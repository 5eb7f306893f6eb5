use crate::utils::error::{RelayError, Result};
use url::Url;

pub trait Validate {
    fn validate(&self) -> Result<()>;
}

pub fn validate_url(field_name: &str, url_str: &str) -> Result<()> {
    if url_str.is_empty() {
        return Err(RelayError::invalid_request(field_name, "URL cannot be empty"));
    }

    match Url::parse(url_str) {
        Ok(url) => match url.scheme() {
            "http" | "https" => Ok(()),
            scheme => Err(RelayError::invalid_request(
                field_name,
                format!("Unsupported URL scheme: {}", scheme),
            )),
        },
        Err(e) => Err(RelayError::invalid_request(
            field_name,
            format!("Invalid URL format: {}", e),
        )),
    }
}

pub fn validate_path(field_name: &str, path: &str) -> Result<()> {
    if path.is_empty() {
        return Err(RelayError::invalid_request(field_name, "Path cannot be empty"));
    }

    if path.contains('\0') {
        return Err(RelayError::invalid_request(
            field_name,
            "Path contains null bytes",
        ));
    }

    Ok(())
}

pub fn validate_positive_number<T>(field_name: &str, value: T, min_value: T) -> Result<()>
where
    T: PartialOrd + std::fmt::Display + Copy,
{
    if value < min_value {
        return Err(RelayError::invalid_request(
            field_name,
            format!("Value must be at least {}, got {}", min_value, value),
        ));
    }
    Ok(())
}

pub fn validate_non_empty_string(field_name: &str, value: &str) -> Result<()> {
    if value.trim().is_empty() {
        return Err(RelayError::invalid_request(
            field_name,
            "Value cannot be empty or whitespace-only",
        ));
    }
    Ok(())
}

pub fn validate_range<T: PartialOrd + std::fmt::Display + Copy>(
    field_name: &str,
    value: T,
    min: T,
    max: T,
) -> Result<()> {
    if value < min || value > max {
        return Err(RelayError::invalid_request(
            field_name,
            format!("Value must be between {} and {}", min, max),
        ));
    }
    Ok(())
}
//! HTTP handlers

use super::AppState;
use crate::domain::model::{CatalogItem, CatalogLookupRequest};
use crate::utils::error::{RelayError, Result};
use axum::{
    extract::{multipart::MultipartError, rejection::JsonRejection, Multipart, State},
    http::StatusCode,
    Json,
};
use serde_json::{json, Value};

const UPLOAD_FIELD: &str = "file";

pub async fn health() -> Json<Value> {
    Json(json!({
        "status": "healthy",
        "version": env!("CARGO_PKG_VERSION"),
    }))
}

fn multipart_error(e: MultipartError) -> RelayError {
    if e.status() == StatusCode::PAYLOAD_TOO_LARGE {
        RelayError::UploadTooLarge(e.body_text())
    } else {
        RelayError::invalid_request(UPLOAD_FIELD, e.body_text())
    }
}

/// `POST /upload-medicine-photo/`
pub async fn upload_medicine_photo(
    State(state): State<AppState>,
    mut multipart: Multipart,
) -> Result<Json<CatalogItem>> {
    while let Some(field) = multipart
        .next_field()
        .await
        .map_err(multipart_error)?
    {
        if field.name() != Some(UPLOAD_FIELD) {
            continue;
        }

        let file_name = field.file_name().unwrap_or("upload").to_string();
        let data = field
            .bytes()
            .await
            .map_err(multipart_error)?;

        tracing::info!("Received upload {} ({} bytes)", file_name, data.len());
        let item = state.pipeline.identify_upload(&file_name, &data).await?;
        return Ok(Json(item));
    }

    Err(RelayError::invalid_request(
        UPLOAD_FIELD,
        "multipart form has no file field",
    ))
}

/// `POST /get_item_info`
pub async fn get_item_info(
    State(state): State<AppState>,
    payload: std::result::Result<Json<CatalogLookupRequest>, JsonRejection>,
) -> Result<Json<CatalogItem>> {
    let Json(request) =
        payload.map_err(|rejection| RelayError::invalid_request("body", rejection.body_text()))?;
    tracing::info!("Item lookup for {:?}", request.item_name);
    let item = state.pipeline.lookup(&request).await?;
    Ok(Json(item))
}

Task to carry out -
Could you report how many lines in the data above include the word "must"? Give the number and nothing more.

Result for this task -
2